O
padre Alfredo estava ficando velho. Todos na paróquia concordavam:
era triste, mas o padre Alfredo precisava se aposentar. Durante anos
ele servira a comunidade com dedicação e sabedoria. Mas seu tempo
estava acabando. Era bonito vê-lo batizando netos de gente que ele
também batizara, mas era constrangedor vê-lo se confundindo e
derramando a água benta na cabeça do avô em vez do neto. E
comentava-se que suas aulas de catecismo também tinham se tornado
confusas. Por alguma razão, ele insistia que o pai de Jesus não se
chamava José, mas Clóvis.
O
primeiro sinal de que o padre Alfredo deveria ser substituído foi na
inauguração do microfone, na missa. Ele resistira o quanto pudera,
mas finalmente fora convencido a aceitar a novidade. Todos os padres
estavam usando microfones durante o serviço religioso. Alguns
traziam o microfone preso no peito, para ficarem com as mãos livres.

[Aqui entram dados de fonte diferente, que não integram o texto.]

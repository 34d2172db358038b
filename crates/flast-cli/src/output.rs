// SPDX-License-Identifier: (MIT OR Apache-2.0)
//! CLI output formatting with colors and styling.
//!
//! Respects NO_COLOR and FORCE_COLOR environment variables. Colors are
//! automatically disabled when output is piped.

use colored::{ColoredString, Colorize};

/// Initialize color support based on environment. Call once at startup.
pub fn init() {
    if std::env::var("NO_COLOR").is_ok() {
        colored::control::set_override(false);
    } else if std::env::var("FORCE_COLOR").is_ok() {
        colored::control::set_override(true);
    }
}

pub fn error_label() -> ColoredString {
    "error".red().bold()
}

pub fn status(label: &str) -> ColoredString {
    format!("{:>10}", label).green().bold()
}

pub fn dim(text: &str) -> ColoredString {
    text.dimmed()
}

pub fn section_header(header: &str) -> ColoredString {
    header.yellow().bold()
}

pub fn command(name: &str) -> ColoredString {
    name.green()
}

pub fn arg(name: &str) -> ColoredString {
    name.cyan()
}

pub fn file_path(path: &str) -> ColoredString {
    path.underline()
}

Quando empunhou o microfone pela primeira vez, o padre Alfredo
examinou-o em silêncio por alguns minutos e depois levou-o à boca e
começou a cantar um bolero. O que mais espantou os fiéis foi o
padre Alfredo saber toda a letra de Tu me acostumbraste.
O
padre Alfredo dormia durante as confissões. Só acordava quando o
penitente, estranhando o silêncio do outro lado do gradil, falava
mais alto.
— E
então, padre?
— Ahn?
— Qual
é a penitência?
—
Penitência?
— Pelos
meus pecados.
—
Dezessete ave-marias e vinte e nove
padre-nossos.
— Mas
padre, não houve penetração.
— Não
interessa.
— O
senhor nem ouviu os pecados!
— Mais
trinta salve-rainhas pela insolência. E corta os doces por um mês.
Mas
o que levou membros da comunidade a pedir a interdição do padre
Alfredo foi seu comportamento na cerimônia de casamento do Agenor e
da Maria Estela. Igreja lotada. Autoridades presentes. Grande pompa.
O organista tocando seleções de Lloyd-Webber. Entre aias,
padrinhos, madrinhas e parentes, mais de cinquenta pessoas no altar.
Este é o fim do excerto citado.